NUI Galway Secure SFI Funding to Develop New Therapeutics to Treat Cancer and Asthma and Prevent Infections like Influen

The Quadrangle, NUI Galway. Photo: Aengus McMahon
Sep 22 2017 Posted: 12:51 IST

Two new NUI Galway research projects have been awarded funding under the Science Foundation Ireland Investigators Programme announced this week by Minister for Training, Skills, Innovation, Research and Development, John Halligan, T.D.

A total of €2.6 million has been allocated to NUI Galway, with each project focused on generating new knowledge and improving patient care and outcomes.

Minister John Halligan said: “This funding recognises some of Ireland’s top researchers and enables them to advance vital research areas in Ireland including health and technology. I am confident that the teams being supported will generate important new scientific breakthroughs.”

Professor Paul Murphy from the School of Chemistry at NUI Galway leads one of the research programmes which focuses on ‘Enhancing the scientist’s toolbox using synthetic carbohydrate chemistry for glycomimetic research’. The project involves special sugars that stick to other molecules on our organs and on our immune system, which are called sugar-binding proteins. The sugar-binding proteins cause cancer and inflammation, and can lead to infections as bacteria or viruses stick to our sugars. Professor Murphy’s project aims to develop even stickier molecules called glycomimetics to block them. This research will focus on developing these glycomimetics, which are mimics of the naturally occurring sugars. It is hoped that once the glycomimetics are developed they will be very effective in treating diseases like cancer and asthma, and preventing infections like HIV and influenza which affect millions of people globally.

Commenting on his award, Professor Murphy said: “The development of new therapies or drugs based on sugars found in living organisms is still underexplored and considered difficult.  However progress is being made and some glycomimetics have recently been introduced to the clinical setting. This research funding will enable us to design and synthesise novel mimics of naturally occurring sugars (glycomimetics) that will be evaluated for their potential to block cancer and infection and importantly new design concepts for glycomimetic research will be explored in the project. The work will include collaboration with international experts in drug development based on glycomimetics.”

Professor Corrado Santocanale from the School of Natural Sciences at NUI Galway has been funded to uncover ‘The fundamental roles of the CDC7 kinase and of its regulatory subunits through genome editing technology’. This research will focus on a protein called CDC7, which is essential for cell division. Drugs that block CDC7 are a potential treatment for cancer. However, little is known about how CDC7 works. Using novel genetic technologies this research is now, for the first time, in a position to discover the role that CDC7 plays in several processes important for cell division. The project will greatly contribute to understanding how cells multiply and to the development of new therapeutic strategies for cancer patients.

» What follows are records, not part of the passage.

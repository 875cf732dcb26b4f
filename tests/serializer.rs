// Copyright 2014-2017 The arbor Project Developers. See the
// COPYRIGHT file at the top-level directory of this distribution.
//
// Licensed under the Apache License, Version 2.0 <LICENSE-APACHE or
// http://www.apache.org/licenses/LICENSE-2.0> or the MIT license
// <LICENSE-MIT or http://opensource.org/licenses/MIT>, at your
// option. This file may not be copied, modified, or distributed
// except according to those terms.

use arbor::{parse_document, Dom};

fn parse(input: &str) -> Dom {
    parse_document(input, Default::default())
}

fn body_markup(input: &str) -> String {
    parse(input).body_element().expect("no body").inner_html()
}

#[test]
fn text_is_escaped() {
    assert_eq!(
        body_markup("<p>a &amp; b &lt; c</p>"),
        "<p>a &amp; b &lt; c</p>"
    );
    assert_eq!(body_markup("<p>1 > 0</p>"), "<p>1 &gt; 0</p>");
    assert_eq!(body_markup("<p>a\u{00A0}b</p>"), "<p>a&nbsp;b</p>");
}

#[test]
fn attributes_are_escaped() {
    assert_eq!(
        body_markup("<p title='a \"quote\" &amp; more'></p>"),
        "<p title=\"a &quot;quote&quot; &amp; more\"></p>"
    );
    // `<` and `>` are fine inside attribute values.
    assert_eq!(
        body_markup("<p title=\"a<b>\"></p>"),
        "<p title=\"a<b>\"></p>"
    );
}

#[test]
fn void_elements_have_no_end_tag() {
    assert_eq!(body_markup("<br>"), "<br>");
    assert_eq!(body_markup("<hr><img src=x>"), "<hr><img src=\"x\">");
    // A self-closing slash is not round-tripped; it means nothing in HTML.
    assert_eq!(body_markup("<br/>"), "<br>");
}

#[test]
fn raw_text_is_verbatim() {
    assert_eq!(
        body_markup("<script>if (a && b < c) run()</script>"),
        "<script>if (a && b < c) run()</script>"
    );
}

#[test]
fn noscript_is_escaped_when_scripting_is_off() {
    // Scripting is off in this parser, so <noscript> children are a real
    // subtree and serialize escaped where needed.
    let dom = parse("<body><noscript><p>a & b</p></noscript>");
    assert_eq!(
        dom.body_element().unwrap().inner_html(),
        "<noscript><p>a &amp; b</p></noscript>"
    );
}

#[test]
fn pre_leading_newline_is_reinserted() {
    // The parser dropped the first newline; the serializer puts one back so
    // reparsing gives the same text.
    let dom = parse("<pre>\n\nx</pre>");
    let pre = dom.document.first_node_matching_selector("pre").unwrap().unwrap();
    assert_eq!(pre.text_content(), "\nx");
    assert_eq!(pre.outer_html(), "<pre>\n\nx</pre>");
}

#[test]
fn comments_round_trip() {
    assert_eq!(body_markup("x<!-- a -- b -->y"), "x<!-- a -- b -->y");
}

#[test]
fn doctype_serializes_name_only() {
    let dom = parse("<!DOCTYPE html PUBLIC \"-//W3C//DTD HTML 4.01//EN\">");
    assert!(dom.document.inner_html().starts_with("<!DOCTYPE html>"));
}

#[test]
fn foreign_attributes_keep_their_prefixes() {
    assert_eq!(
        body_markup("<svg><a xlink:href=\"u\"/></svg>"),
        "<svg><a xlink:href=\"u\"></a></svg>"
    );
}

#[test]
fn inner_and_outer_html() {
    let dom = parse("<div id=d><em>x</em></div>");
    let div = dom.document.first_node_matching_selector("#d").unwrap().unwrap();
    assert_eq!(div.inner_html(), "<em>x</em>");
    assert_eq!(div.outer_html(), "<div id=\"d\"><em>x</em></div>");
}

#[test]
fn recursive_description_is_indented() {
    let dom = parse("<p class=a>x</p>");
    let description = dom.document.recursive_description();
    assert!(description.starts_with("#document\n"));
    assert!(description.contains("\n      <p class=\"a\">\n"));
}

Commenting on his award, Professor Santocanale said: “This research will expand our knowledge of genome duplication and will inform us on cellular liabilities when specific CDC7 functions are compromised, contributing to the development of CDC7 inhibition as a strategy for the treatment of cancer. The research will not only indirectly contribute to the development of CDC7 inhibition as an anti-cancer strategy, but more importantly will contribute to the advancement of human knowledge on crucial processes leading to cell duplication.”

Professor Mark Ferguson, Director General of Science Foundation Ireland and Chief Scientific Adviser to the Government of Ireland, said: “The Science Foundation Ireland Investigators Programme funds outstanding individuals performing excellent, impactful research. The standard of applications for the SFI Investigators Programme was exceptionally high. The quality and quantity of excellent projects on the reserve list is clear evidence of the increasingly high standard of research in Ireland. I have the highest expectations for the projects funded today, and look forward to seeing the benefits to Ireland’s society and economy.”